3. An artificial hip joint adapted for placement between a femur and a pelvis with a large rotational clearance on a medial side of the joint, including an acetabular cup adapted for anchoring to the pelvis, comprising:
(a) a femoral prosthesis having a proximal end and an elongated stem for anchoring to the femur; (b) a neck extending outwardly from said proximal end and terminating in an end part opposite said proximal end of said stem; (c) a head portion configured to be supported on said end part and shaped to be pivotally mounted within the acetabular cup, said head and said end part having a common central axis; (d) said end part being disposed completely within said head; and (e) a contact surface on said neck, located at the periphery of said head on the medial side facing said head, and adapted for contacting the acetabular cup with said stem fully anchored in the femur, said contact surface is laterally offset toward said common central axis in a direction away from the medial side, so that the acetabular cup has a large rotational clearance on the medial side.
2. An artificial hip joint adapted for placement between a femur and a pelvis with a large rotational clearance on a medial side of the joint, including an acetabular cup adapted for anchoring to the pelvis, comprising:
(a) a femoral prosthesis having a proximal end and an elongated stem for anchoring to the femur; (b) a neck extending outwardly from said proximal end and terminating in an end part opposite said proximal end of said stem, wherein said neck includes; (i) an upper section adjacent to said end part; (ii) a lower section adjacent to said elongated stem and; (iii) a central region between said upper section and said lower section having a longitudinal axis, said central region having rotational symmetry about said longitudinal axis and including a planar surface formed on the medial side of the joint; and (c) a head portion configured to be supported on said end part and shaped to be pivotally mounted within the acetabular cup, said head and said end part having a common central axis; and (d) said planar surface being laterally offset toward said common central axis in a direction away from the medial side, so that the acetabular cup has a large rotational clearance on the medial side.
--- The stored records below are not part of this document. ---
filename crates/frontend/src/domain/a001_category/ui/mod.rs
pub mod details;
pub mod list;
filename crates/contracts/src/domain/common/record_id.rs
use super::Record;
use std::sync::Arc;
use uuid::Uuid;

/// Fresh random identifier.
pub fn new_record_id() -> String {
    Uuid::new_v4().to_string()
}

/// Identifier not used by any record of `existing`.
///
/// v4 collisions are not expected in practice, the loop only guarantees the
/// uniqueness invariant of the collection.
pub fn new_unique_id<T: Record>(existing: &[Arc<T>]) -> String {
    loop {
        let candidate = new_record_id();
        if !existing.iter().any(|r| r.id() == candidate) {
            return candidate;
        }
    }
}

#[cfg(test)]
mod tests {
    use super::*;

    struct Dummy(String);

    impl Record for Dummy {
        fn id(&self) -> &str {
            &self.0
        }
        fn display_name(&self) -> &str {
            &self.0
        }
        fn record_index() -> &'static str {
            "t000"
        }
        fn collection_name() -> &'static str {
            "dummy"
        }
        fn element_name() -> &'static str {
            "Dummy"
        }
        fn list_name() -> &'static str {
            "Dummies"
        }
    }

    #[test]
    fn test_ids_are_unique() {
        let mut items: Vec<Arc<Dummy>> = Vec::new();
        for _ in 0..200 {
            let id = new_unique_id(&items);
            assert!(!items.iter().any(|d| d.0 == id));
            items.push(Arc::new(Dummy(id)));
        }
        assert_eq!(items.len(), 200);
    }

    #[test]
    fn test_id_is_uuid() {
        assert!(Uuid::parse_str(&new_record_id()).is_ok());
        assert_eq!(Dummy::full_name(), "t000_dummy");
    }
}
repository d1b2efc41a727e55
use crate::domain::a004_project::ui::workspace::use_project_workspace;
use crate::shared::components::confirm_delete::ConfirmDelete;
use crate::shared::components::data_table::{row_actions, Column, DataTable};
use crate::shared::components::ui::{Badge, Button, Input, Select};
use crate::shared::config::use_config;
use crate::shared::crud::{CrudMode, CrudModal, CrudStore};
use crate::shared::form::FormState;
use crate::shared::list_view::ListViewState;
use crate::shared::modal::Modal;
use crate::shared::notifications::use_notifications;
use contracts::domain::a004_project::{Staff, StaffDto, StaffStatus};
use leptos::prelude::*;
use std::sync::Arc;

#[derive(Clone, Copy)]
pub struct StaffViewModel {
    pub store: CrudStore<Staff>,
    pub form: FormState<StaffDto>,
    project_id: StoredValue<String>,
}

impl StaffViewModel {
    pub fn new(store: CrudStore<Staff>, project_id: String) -> Self {
        Self {
            store,
            form: FormState::new(),
            project_id: StoredValue::new(project_id),
        }
    }

    pub fn records(&self) -> Vec<Arc<Staff>> {
        let project_id = self.project_id.get_value();
        self.store
            .records()
            .into_iter()
            .filter(|s| s.project_id == project_id)
            .collect()
    }

    pub fn is_edit_mode(&self) -> bool {
        self.store.mode() == CrudMode::Editing
    }

    pub fn load(&self, selected: Option<Arc<Staff>>) {
        self.form
            .reset(selected.map(|s| s.to_dto()).unwrap_or_default());
    }

    pub fn save_command(&self) -> Option<Arc<Staff>> {
        let dto = self.form.submit(StaffDto::validate)?;
        let project_id = self.project_id.get_value();
        match self.store.mode() {
            CrudMode::Creating => self.store.run("create", |s| {
                s.submit_create(|id| Staff::from_dto(id, &project_id, &dto))
            }),
            CrudMode::Editing => self.store.run("update", |s| s.submit_update(&dto.to_patch())),
            mode => {
                log::warn!("staff save ignored in {:?}", mode);
                None
            }
        }
    }
}

#[component]
fn StaffForm(vm: StaffViewModel) -> impl IntoView {
    let notifications = use_notifications();
    let store = vm.store;
    let form = vm.form;

    let open = Signal::derive(move || {
        store.is_open(CrudModal::Create) || store.is_open(CrudModal::Update)
    });
    Effect::new(move |_| {
        if open.get() {
            vm.load(untrack(move || store.selected()));
        }
    });

    let title = Signal::derive(move || {
        if vm.is_edit_mode() {
            "Sửa nhân sự".to_string()
        } else {
            "Thêm nhân sự".to_string()
        }
    });

    let (name, set_name) = form.bind("name", |d| d.name.clone(), |d, v| d.name = v);
    let (role, set_role) = form.bind("role", |d| d.role.clone(), |d, v| d.role = v);
    let (status, set_status) = form.bind(
        "status",
        |d| d.status.as_str().to_string(),
        |d, v: String| {
            if let Some(s) = StaffStatus::from_str(&v) {
                d.status = s;
            }
        },
    );
    let status_options = Signal::derive(|| {
        StaffStatus::all()
            .iter()
            .map(|s| (s.as_str().to_string(), s.label().to_string()))
            .collect::<Vec<_>>()
    });

    let on_submit = Callback::new(move |_| {
        let editing = vm.is_edit_mode();
        if let Some(saved) = vm.save_command() {
            notifications.success(if editing {
                format!("Đã cập nhật nhân sự {}", saved.name)
            } else {
                format!("Đã thêm nhân sự {}", saved.name)
            });
        }
    });
    let on_cancel = store.on_cancel();

    let footer = move || {
        view! {
            <Button variant="secondary" on_click=Callback::new(move |_| on_cancel.run(()))>
                "Hủy"
            </Button>
            <Button variant="primary" on_click=on_submit>
                {move || if vm.is_edit_mode() { "Cập nhật" } else { "Thêm mới" }}
            </Button>
        }
    };

    view! {
        <Modal open=open title=title on_close=on_cancel footer=footer>
            <div class="details-form">
                <Input label="Họ tên" id="staff-name" value=name on_input=set_name
                    placeholder="VD: Nguyễn Văn An" required=true error=form.error("name") />
                <Input label="Vai trò" id="staff-role" value=role on_input=set_role
                    placeholder="VD: Kỹ sư kết cấu" required=true error=form.error("role") />
                <Select label="Trạng thái" id="staff-status" value=status on_change=set_status
                    options=status_options />
            </div>
        </Modal>
    }
}

#[component]
pub fn StaffTab(project_id: String) -> impl IntoView {
    let config = use_config();
    let notifications = use_notifications();
    let store = use_project_workspace().staff;
    let vm = StaffViewModel::new(store, project_id);
    let state = RwSignal::new(ListViewState::with_page_size(config.table.default_page_size));

    let records = Signal::derive(move || vm.records());
    let heading = move || format!("Danh sách nhân sự ({})", records.with(|r| r.len()));

    let columns = vec![
        Column::new("Họ tên", "name").sortable().min_width(200.0),
        Column::new("Vai trò", "role").sortable().min_width(180.0),
        Column::new("Trạng thái", "status")
            .sortable()
            .render(|s: &Arc<Staff>, _| {
                let variant = match s.status {
                    StaffStatus::Active => "success",
                    StaffStatus::Inactive => "neutral",
                };
                let label = s.status.label().to_string();
                view! { <Badge variant=variant>{label}</Badge> }
            }),
    ];

    let actions = row_actions(move |s: &Arc<Staff>| {
        let edit_id = s.id.clone();
        let delete_id = s.id.clone();
        view! {
            <Button variant="ghost" size="sm" icon_name="edit" title="Sửa"
                on_click=Callback::new(move |_| store.begin_edit(&edit_id)) />
            <Button variant="ghost" size="sm" icon_name="trash" title="Xóa"
                on_click=Callback::new(move |_| store.begin_delete(&delete_id)) />
        }
    });

    let on_confirm_delete = Callback::new(move |_| {
        if let Some(removed) = store.run("delete", |s| s.confirm_delete()) {
            notifications.success(format!("Đã xóa nhân sự {}", removed.name));
        }
    });

    view! {
        <div class="tab-panel">
            <div class="tab-panel__header">
                <h3 class="tab-panel__title">{heading}</h3>
                <Button variant="primary" size="sm" on_click=Callback::new(move |_| store.begin_create())>
                    "+ Thêm nhân sự"
                </Button>
            </div>
            <DataTable
                columns=columns
                records=records
                state=state
                empty_title="Chưa có nhân sự"
                empty_description="Phân công nhân sự cho dự án"
                actions=actions
            />
            <StaffForm vm=vm />
            <ConfirmDelete
                open=store.open_signal(CrudModal::Delete)
                title="Xóa nhân sự".to_string()
                record_name=Signal::derive(move || store.selected().map(|s| s.name.clone()).unwrap_or_default())
                message="Bạn có chắc chắn muốn xóa nhân sự"
                confirm_label="Xóa"
                cancel_label="Hủy"
                on_confirm=on_confirm_delete
                on_cancel=store.on_cancel()
            />
        </div>
    }
}

#[cfg(test)]
mod tests {
    use super::*;
    use contracts::domain::a004_project::seed;
    use contracts::shared::collection::from_seed;

    #[test]
    fn test_staff_role_required() {
        let owner = Owner::new();
        owner.with(|| {
            let store = CrudStore::new(from_seed(seed::staff()));
            let vm = StaffViewModel::new(store, "3".into());
            assert_eq!(vm.records().len(), 1);

            store.begin_create();
            vm.load(None);
            vm.form.draft.update(|d| d.name = "Võ Thị Lan".into());
            assert!(vm.save_command().is_none());
            assert!(vm.form.error("role").get_untracked().is_some());

            vm.form.draft.update(|d| d.role = "Kế toán công trường".into());
            assert!(vm.save_command().is_some());
            assert_eq!(vm.records().len(), 2);
        });
    }
}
4. An artificial hip joint adapted for placement between a femur and a pelvis having a large rotational clearance on a medial side of the joint, comprising:
(a) an acetabular cup for anchoring to the pelvis, said acetabular cup having an outer rim periphery with a bevelled edge; (b) a femoral prosthesis having an elongated stem for anchoring to the femur and including; (i) a proximal end; (ii) a neck extending outwardly from said proximal end and terminating in an end part opposite said proximal end, said end part being formed as a truncated cone having a first exterior surface, said neck having a second exterior surface contiguous to said first exterior surface, said cone having a first side with a diameter and a second spaced opposite side with a diameter smaller than said first side diameter, said first side facing said stem, said neck further including a contact surface located on a medial side of said neck adapted for contacting said acetabular cup, an upper section adjacent to said end part, a lower section adjacent to said elongated stem, and a central region between said upper section and said lower section having a longitudinal axis, said central region having rotational symmetry about said longitudinal axis; (c) a head portion configured to be supported on said end part and shaped to be pivotally mounted within said acetabular cup, said head and said end part having a common central axis; (d) said end part being disposed completely within said head; and (e) said longitudinal axis being offset from said common central axis in a direction away from said medial side; (f) wherein said contact surface is laterally offset toward said common central axis in a direction away from the medial side so that said acetabular cup is rotatable in the medial direction to a maximum rotated position wherein said bevelled edge contacts said contact surface with said stem fully anchored in the femur.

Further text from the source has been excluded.